**TASK PROMPT**
In the data that follows, count each line holding the string "failed"; answer with the number only.

**EXERCISE MATERIAL**

+ + + + +

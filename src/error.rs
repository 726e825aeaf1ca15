//! Engine error type.
//!
//! Configuration mistakes (an unknown screen id) are fatal: the frame loop
//! stops and the error is handed back to the caller. Lookup misses are not
//! errors and are modelled with `Option` at the call sites.

use std::path::PathBuf;
use thiserror::Error;

#[derive(Debug, Error)]
pub enum EngineError {
    /// A screen change named an id that was never registered.
    #[error("unknown game screen '{0}'")]
    UnknownScreen(String),

    /// The frame loop was started without an active screen.
    #[error("no active game screen")]
    NoActiveScreen,

    #[error("failed to load asset {path:?}: {source}")]
    Asset {
        path: PathBuf,
        #[source]
        source: std::io::Error,
    },

    #[error("failed to read clue data {path:?}: {source}")]
    ClueDataIo {
        path: PathBuf,
        #[source]
        source: std::io::Error,
    },

    #[error("invalid clue data {path:?}: {source}")]
    ClueDataParse {
        path: PathBuf,
        #[source]
        source: serde_json::Error,
    },

    #[error("invalid input script: {0}")]
    InputScript(#[from] serde_json::Error),

    #[error("configuration error: {0}")]
    Config(String),
}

+ + + + +

**EXERCISE SOLUTION**
2